What Do You Believe?

I meet many people who are convinced there is One Way to Do Agile. Oh, and it’s the way they are using the agile practices. In their opinion, everyone should do agile their way.

They believe that the kanban board is more valuable than a Scrum board—or the other way around. They believe that as long as the team estimates together, it doesn’t matter how big the stories are—or they believe that stories the team can finish in one day are the right size. They believe in their burnup charts—or they hate burnups and believe in their burndowns.

We have plenty of beliefs in the agile community.

They exist because we have different contexts for our agile approaches. We work in different domains, with different teams, solving different problems.

And we have confirmation bias. Confirmation bias reinforces our beliefs. It doesn’t matter if our beliefs are correct; we will search for and only see data that supports our beliefs.

Our confirmation bias prevents us from seeing other options, hearing possible arguments to change, and believing data to the contrary.

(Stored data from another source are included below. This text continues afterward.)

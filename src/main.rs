//! CLI for livethread
//!
//! Subcommands:
//! - `server`: run the WebSocket broadcast server
//! - `client`: connect as a subscriber, join an entity topic and print every
//!   event received (useful for smoke tests)

use clap::Parser;
use livethread::client::{Memberships, Reconciler, SocketManager};
use livethread::config::load_config;
use livethread::emitter::EventEmitter;
use livethread::registry::Registry;
use livethread::transport::{JwtVerifier, start_websocket_server};
use std::sync::{Arc, Mutex};
use tokio::sync::mpsc;
use tracing::{error, info};

#[derive(Parser)]
#[command(name = "livethread")]
enum Command {
    /// Start the WebSocket broadcast server
    Server,
    /// Connect to a server, join an entity topic and print incoming events
    Client {
        /// WebSocket server URL to connect to
        #[arg(long, default_value = "ws://127.0.0.1:8080")]
        url: String,
        /// Bearer token identifying the subject
        #[arg(long)]
        token: String,
        /// Entity id whose topic to join
        #[arg(long, default_value = "demo")]
        entity: String,
    },
}

#[tokio::main]
async fn main() {
    dotenvy::dotenv().ok();
    livethread::utils::logging::init("info");

    let cmd = Command::parse();

    match cmd {
        Command::Server => {
            if let Err(e) = run_server().await {
                error!("Server failed: {}", e);
            }
        }
        Command::Client { url, token, entity } => {
            if let Err(e) = run_client(&url, token, &entity).await {
                error!("Client failed: {}", e);
            }
        }
    }
}

async fn run_server() -> Result<(), Box<dyn std::error::Error>> {
    let config = load_config()?;
    let addr = format!("{}:{}", config.server.host, config.server.port);

    // Registry and emitter are built once here and passed by reference;
    // the embedding CRUD layer receives the emitter the same way.
    let registry = Arc::new(Mutex::new(Registry::new()));
    let emitter = EventEmitter::new(registry.clone());
    let verifier = Arc::new(JwtVerifier::new(config.server.jwt_secret.clone()));

    tokio::select! {
        _ = start_websocket_server(addr, registry, emitter, verifier) => {
            error!("WebSocket server exited unexpectedly.");
        }
        _ = tokio::signal::ctrl_c() => {
            info!("Shutdown signal received. Exiting gracefully.");
        }
    }

    Ok(())
}

async fn run_client(
    url: &str,
    token: String,
    entity: &str,
) -> Result<(), Box<dyn std::error::Error>> {
    let config = load_config()?;
    let (events_tx, mut events_rx) = mpsc::unbounded_channel();

    let socket = SocketManager::new(url, Some(token), config.realtime.retry_policy(), events_tx);
    socket.connect()?;

    let memberships = Memberships::new(
        socket.clone(),
        config.realtime.typing_debounce(),
        config.realtime.typing_idle(),
    );
    // The join is queued once the socket is up; re-issued joins are
    // idempotent server-side.
    tokio::time::sleep(std::time::Duration::from_millis(300)).await;
    memberships.join(entity);

    let mut reconciler = Reconciler::new("smoke-test");
    loop {
        tokio::select! {
            event = events_rx.recv() => {
                let Some(event) = event else { break };
                println!("{}", serde_json::to_string(&event)?);
                reconciler.apply(event);
            }
            _ = tokio::signal::ctrl_c() => {
                memberships.teardown();
                socket.disconnect();
                break;
            }
        }
    }

    Ok(())
}
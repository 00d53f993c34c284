//! Connection representation
//!
//! `Connection` models one admitted client session and holds the sending
//! side of a per-connection channel used by the registry to push envelopes.
//! The `subject` is resolved by the connection gate before the connection is
//! constructed and never changes afterwards.

use std::collections::HashSet;

use tokio::sync::mpsc::UnboundedSender;
use tungstenite::protocol::Message as WsMessage;
use uuid::Uuid;

pub type ConnectionId = String;

#[derive(Debug)]
pub struct Connection {
    pub id: ConnectionId,
    /// Authenticated subject identifier. Immutable after the handshake.
    pub subject: String,
    pub sender: UnboundedSender<WsMessage>,
    /// Topic names this connection currently belongs to. Maintained by the
    /// registry; dropped wholesale when the connection closes.
    pub topics: HashSet<String>,
}

impl Connection {
    /// Create a connection for an authenticated subject. The `id` is a UUID
    /// used to identify the connection across registry operations.
    pub fn new(subject: impl Into<String>, sender: UnboundedSender<WsMessage>) -> Self {
        Self {
            id: Uuid::new_v4().to_string(),
            subject: subject.into(),
            sender,
            topics: HashSet::new(),
        }
    }
}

There are, however, ways to avoid confirmation bias:

  • Decide that you will seek data to support an opposing opinion or belief. If I say to you, "Multitasking makes it impossible for you to estimate well," and you don't believe me, seek data that supports my opinion. If we plan to discuss this topic, it’s my job to provide you data that supports your opinion. If I can’t find you data, that is meta-data.
  • Experiment inside your projects. If you always take the first solution, you might miss better possibilities. I have had success saying, “Let’s try this for an iteration or two, then reflect with data to see if this possibility helped or hurt. If this alternative doesn’t work, we can try others. We might even plan to try other alternatives to see which one works best for us.” Experiments will provide you data to reinforce or change your beliefs.
  • Allow yourself to change your beliefs. The more we hold to our beliefs, the less likely we are to change anything.

When we talk about beliefs, we lead with our guts—our intuition. However, our intuition is not sufficient to help us grow and learn.

Beliefs are fine for religion. But for software teams? We deserve data-based approaches to determine what we need to do for the best outcomes for the people, the products, the customers, and the organization itself.

What do you believe? Can you make it about data and use evidence for your decisions?